Mrs Bamford’s son Christian was also in hospital with Covid-19 but was later discharged.
Jan Worthing, director of Singleton Hospital, said: “Sharon was highly thought of by all the patients who have used the services and loved by her colleagues and friends within the team.
“Sharon’s sad death will leave a massive void within the team and within the Singleton family.
“Our thoughts and condolences are obviously with their sons Craig and Chris at this devastating time, with the loss of both Sharon and Malcolm. We offer our most sincere condolences to Sharon’s family, friends and colleagues at this extremely sad time.”
Gareth Roberts, Nurse
Gareth Roberts worked as a nurse at sites across the Cardiff and Vale University Health Board area since the 1980s and came out of retirement in January 2015.
He died at Prince Charles Hospital in Merthyr Tydfil after testing positive for Covid-19.
In a statement, the health board said he was an “extremely popular, fun-filled and well liked person” who is survived by his wife, son and grandson.
Jenelyn Carter, Healthcare assistant
Swansea Bay University Health Board said it was “deeply saddened” to confirm the death of Jenelyn Carter who worked on the admissions ward at Morriston Hospital in Swansea. She was 42.
On Twitter, AMAU Morriston Hospital wrote: “Our tears are falling and our hearts broken. We lost a beloved member of our AMAU family. Rest easy my darling, your halo is shining bright. You shall be missed.”
Gerallt Davies, Paramedic
Gerallt Davies, MBE, died in April after testing positive for coronavirus. A paramedic at Cwmbwrla Station in Swansea, Mr Davies’ death was described as a “devastating blow” by the Welsh Ambulance service.
Jason Killens, chief executive at the Welsh Ambulance Services NHS Trust, said: “Today, Monday 20 April 2020, the Welsh Ambulance Service lost its first colleague to Covid-19. Gerallt Davies MBE was a paramedic at Cwmbwrla Station in Swansea and his passing is a devastating blow for us all.
“Gerallt, who joined the service in 1994, was not just a valued member of our team but of St John Cymru Wales, where he was national operations officer, a role for which he was awarded an MBE in 2019 for his services to first aid provision in Wales.
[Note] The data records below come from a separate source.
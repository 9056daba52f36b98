//! Dataset construction and validation
//!
//! A dataset is validated once, when it is built. Queries read it
//! without re-checking record shapes.

use serde::{Deserialize, Serialize};

use crate::schema::SchemaKind;

use super::errors::{StoreError, StoreResult};
use super::record::Record;

/// A named, schema-tagged collection of records
#[derive(Debug, Clone, PartialEq, Serialize)]
pub struct Dataset {
    id: String,
    kind: SchemaKind,
    records: Vec<Record>,
}

/// Listing entry for a dataset
#[derive(Debug, Clone, PartialEq, Eq, Serialize, Deserialize)]
pub struct DatasetSummary {
    pub id: String,
    pub kind: SchemaKind,
    pub num_rows: usize,
}

/// On-disk form, validated through [`Dataset::new`] when loaded
#[derive(Debug, Deserialize)]
pub(crate) struct RawDataset {
    pub id: String,
    pub kind: SchemaKind,
    pub records: Vec<Record>,
}

/// Returns true if `id` is usable as a dataset id.
///
/// Ids must be non-blank and must not contain `_`, which separates the
/// id from the field name in query keys.
pub fn is_valid_id(id: &str) -> bool {
    !id.trim().is_empty() && !id.contains('_')
}

impl Dataset {
    /// Builds a dataset, checking the id and every record's shape.
    pub fn new(id: impl Into<String>, kind: SchemaKind, records: Vec<Record>) -> StoreResult<Self> {
        let id = id.into();
        if !is_valid_id(&id) {
            return Err(StoreError::InvalidId(id));
        }

        for (index, record) in records.iter().enumerate() {
            check_record(kind, record).map_err(|reason| StoreError::MalformedRecord {
                dataset: id.clone(),
                index,
                reason,
            })?;
        }

        Ok(Self { id, kind, records })
    }

    pub fn id(&self) -> &str {
        &self.id
    }

    pub fn kind(&self) -> SchemaKind {
        self.kind
    }

    pub fn records(&self) -> &[Record] {
        &self.records
    }

    pub fn len(&self) -> usize {
        self.records.len()
    }

    pub fn is_empty(&self) -> bool {
        self.records.is_empty()
    }

    pub fn summary(&self) -> DatasetSummary {
        DatasetSummary {
            id: self.id.clone(),
            kind: self.kind,
            num_rows: self.records.len(),
        }
    }
}

impl TryFrom<RawDataset> for Dataset {
    type Error = StoreError;

    fn try_from(raw: RawDataset) -> StoreResult<Self> {
        Dataset::new(raw.id, raw.kind, raw.records)
    }
}

/// A record is well-formed iff it has exactly the schema's fields,
/// each holding a value of the declared type.
fn check_record(kind: SchemaKind, record: &Record) -> Result<(), String> {
    for field in kind.fields() {
        match record.get(field.name()) {
            None => return Err(format!("missing field '{}'", field.name())),
            Some(value) if !field.field_type().matches(value) => {
                return Err(format!(
                    "field '{}' must be a {}",
                    field.name(),
                    field.field_type().type_name()
                ));
            }
            Some(_) => {}
        }
    }

    if record.len() != kind.field_count() {
        if let Some((extra, _)) = record.iter().find(|(name, _)| kind.field(name).is_none()) {
            return Err(format!("undeclared field '{}'", extra));
        }
    }

    Ok(())
}


#[cfg(test)]
mod tests {
    use super::fixtures::*;
    use super::*;

    #[test]
    fn test_valid_ids() {
        assert!(is_valid_id("courses"));
        assert!(!is_valid_id(""));
        assert!(!is_valid_id("   "));
        assert!(!is_valid_id("my_courses"));
    }

    #[test]
    fn test_dataset_accepts_wellformed_records() {
        let ds = Dataset::new(
            "courses",
            SchemaKind::Courses,
            vec![section("cpsc", "310", 80.0, 2015.0)],
        )
        .unwrap();
        assert_eq!(ds.len(), 1);
        assert_eq!(ds.summary().num_rows, 1);
        assert_eq!(ds.kind(), SchemaKind::Courses);
    }

    #[test]
    fn test_dataset_rejects_wrong_kind() {
        let err = Dataset::new("rooms", SchemaKind::Rooms, vec![section("cpsc", "310", 80.0, 2015.0)])
            .unwrap_err();
        assert!(matches!(err, StoreError::MalformedRecord { index: 0, .. }));
    }

    #[test]
    fn test_dataset_rejects_extra_field() {
        let record = section("cpsc", "310", 80.0, 2015.0).with("extra", 1.0);
        let err = Dataset::new("courses", SchemaKind::Courses, vec![record]).unwrap_err();
        assert!(err.to_string().contains("undeclared field 'extra'"));
    }

    #[test]
    fn test_dataset_rejects_wrong_type() {
        let record = section("cpsc", "310", 80.0, 2015.0).with("avg", "eighty");
        let err = Dataset::new("courses", SchemaKind::Courses, vec![record]).unwrap_err();
        assert!(err.to_string().contains("'avg' must be a number"));
    }

    #[test]
    fn test_dataset_rejects_invalid_id() {
        let err = Dataset::new("a_b", SchemaKind::Rooms, vec![]).unwrap_err();
        assert!(matches!(err, StoreError::InvalidId(_)));
    }

    #[test]
    fn test_room_fixture_is_wellformed() {
        let ds = Dataset::new("rooms", SchemaKind::Rooms, vec![room("DMP", "110", 120.0, "Tables")]);
        assert!(ds.is_ok());
    }
}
“Gerallt’s loss will be sorely felt by everyone here at Team WAST, and we extend our heartfelt condolences and deepest sympathies to his family.
Dominga David, Nurse
Dominga David started working for Cardiff and Vale University Health Board in 2004 when she came to the UK from the Philippines to begin her nursing adaptation programme.
In a statement, the health board said: “It is with deep sadness that we must announce the passing of our colleague Dominga David.
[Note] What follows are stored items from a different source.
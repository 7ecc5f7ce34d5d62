//! JSON export of inferred sessions for static dashboards.

use crate::error::Result;
use crate::types::Session;
use std::path::Path;

/// Keep only the `limit` sessions with the latest windows.
///
/// The result stays in the input's order otherwise.
pub fn most_recent(sessions: Vec<Session>, limit: Option<usize>) -> Vec<Session> {
    let Some(limit) = limit.filter(|l| *l > 0) else {
        return sessions;
    };
    if sessions.len() <= limit {
        return sessions;
    }

    let mut by_recency: Vec<usize> = (0..sessions.len()).collect();
    by_recency.sort_by(|a, b| {
        (sessions[*b].window_end, sessions[*b].game_id).cmp(&(sessions[*a].window_end, sessions[*a].game_id))
    });
    let mut keep = vec![false; sessions.len()];
    for idx in by_recency.into_iter().take(limit) {
        keep[idx] = true;
    }

    sessions
        .into_iter()
        .zip(keep)
        .filter_map(|(session, kept)| kept.then_some(session))
        .collect()
}

/// Write sessions as a pretty-printed JSON array, creating parent directories.
pub fn write_sessions_json(sessions: &[Session], output_path: &Path) -> Result<()> {
    if let Some(parent) = output_path.parent() {
        if !parent.as_os_str().is_empty() {
            std::fs::create_dir_all(parent)?;
        }
    }

    let json = serde_json::to_string_pretty(sessions)?;
    std::fs::write(output_path, json)?;

    tracing::info!(
        path = %output_path.display(),
        sessions = sessions.len(),
        "Exported sessions"
    );
    Ok(())
}

#[cfg(test)]
mod tests {
    use super::*;
    use chrono::{DateTime, TimeZone, Utc};
    use tempfile::TempDir;

    fn ts(hour: u32) -> DateTime<Utc> {
        Utc.with_ymd_and_hms(2025, 11, 23, hour, 0, 0).unwrap()
    }

    fn session(game_id: i64, start: u32) -> Session {
        Session {
            player_id: "p1".to_string(),
            game_id,
            display_name: "Portal 2".to_string(),
            window_start: ts(start),
            window_end: ts(start + 1),
            minutes: 10,
        }
    }

    #[test]
    fn test_most_recent_keeps_latest_in_order() {
        let sessions = vec![session(1, 5), session(2, 1), session(1, 9), session(2, 7)];
        let kept = most_recent(sessions.clone(), Some(2));
        assert_eq!(kept, vec![session(1, 9), session(2, 7)]);

        assert_eq!(most_recent(sessions.clone(), None), sessions);
        assert_eq!(most_recent(sessions.clone(), Some(0)), sessions);
        assert_eq!(most_recent(sessions.clone(), Some(10)), sessions);
    }

    #[test]
    fn test_write_sessions_json() {
        let dir = TempDir::new().unwrap();
        let path = dir.path().join("web").join("sessions.json");

        write_sessions_json(&[session(620, 3)], &path).unwrap();

        let value: serde_json::Value =
            serde_json::from_str(&std::fs::read_to_string(&path).unwrap()).unwrap();
        assert_eq!(value[0]["game_id"], 620);
        assert_eq!(value[0]["minutes"], 10);
        assert_eq!(value[0]["window_start"], "2025-11-23T03:00:00Z");
    }
}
“She will be remembered as an exceptionally hard worker and a respectful, kind and compassionate person.”
Allan Macalalad, Theatre assistant
Allan Macalalad, who was a father and carpenter by trade, died on May 26 at the Royal Glamorgan Hospital after testing positive for Covid-19. He was described as a “perfect gentleman, sociable, hardworking and a loyal team player”.
He had worked in the ophthalmology theatres for more than two years, and his team were said to be “shocked and saddened” to hear the news of his death.
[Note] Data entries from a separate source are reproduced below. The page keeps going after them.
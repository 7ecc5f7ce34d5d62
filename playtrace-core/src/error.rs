//! Error types for playtrace-core

use thiserror::Error;

/// Main error type for the playtrace-core library
#[derive(Error, Debug)]
pub enum Error {
    /// Persistence layer rejected or failed a read/write
    #[error("storage error: {0}")]
    Storage(#[from] rusqlite::Error),

    /// Connection could not be acquired (poisoned lock)
    #[error("storage unavailable: {0}")]
    StorageUnavailable(String),

    /// Malformed raw snapshot, rejected before normalization
    #[error("invalid input: {0}")]
    InvalidInput(String),

    /// IO error
    #[error("IO error: {0}")]
    Io(#[from] std::io::Error),

    /// JSON parsing error
    #[error("JSON error: {0}")]
    Json(#[from] serde_json::Error),

    /// Configuration error
    #[error("configuration error: {0}")]
    Config(String),

    /// Upstream playtime source error
    #[error("poller error: {0}")]
    Poller(String),
}

impl Error {
    /// True for faults of the persistence layer.
    ///
    /// Callers use this to tell "the store failed" apart from "the input was bad";
    /// neither is ever the same as an empty result.
    pub fn is_storage(&self) -> bool {
        matches!(self, Error::Storage(_) | Error::StorageUnavailable(_))
    }
}

/// Result type alias for playtrace-core
pub type Result<T> = std::result::Result<T, Error>;

#[cfg(test)]
mod tests {
    use super::*;

    #[test]
    fn test_is_storage() {
        let err = Error::from(rusqlite::Error::QueryReturnedNoRows);
        assert!(err.is_storage());
        assert!(Error::StorageUnavailable("poisoned".to_string()).is_storage());
        assert!(!Error::InvalidInput("missing player id".to_string()).is_storage());
    }
}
His wife Elsie worked as a nurse at a neighbouring health board.
In a statement, Cardiff and the Vale University Health Board said: “It is with deep sadness that we must announce the passing of our colleague, Allan Macalalad.
“Our thoughts are with his colleagues, friends and family.
“His wife, Elsie has asked us to convey how wonderful and loving a husband, father and son he was. We will miss him greatly.”
Rizal Manalo, who worked on Ward 5 at Ysbyty Glan Clwyd, Denbighshire, died on June 14 after being treated at the hospital’s critical care unit for the previous few weeks.
The 51-year-old, fondly known as Zaldy to his friends and colleagues, had worked at Glan Clwyd and Abergele Hospital since 2001 when he was recruited from the Phillippines to work in North Wales.
A spokesman for Besti Cadwaladr University Health Board said he was “well respected and loved by all his patients and colleagues”.
His wife Agnes said: “Zaldy is a hard-working person who loved his job dearly. He’s a good husband and a loving father to his children. He protected and cared for us.”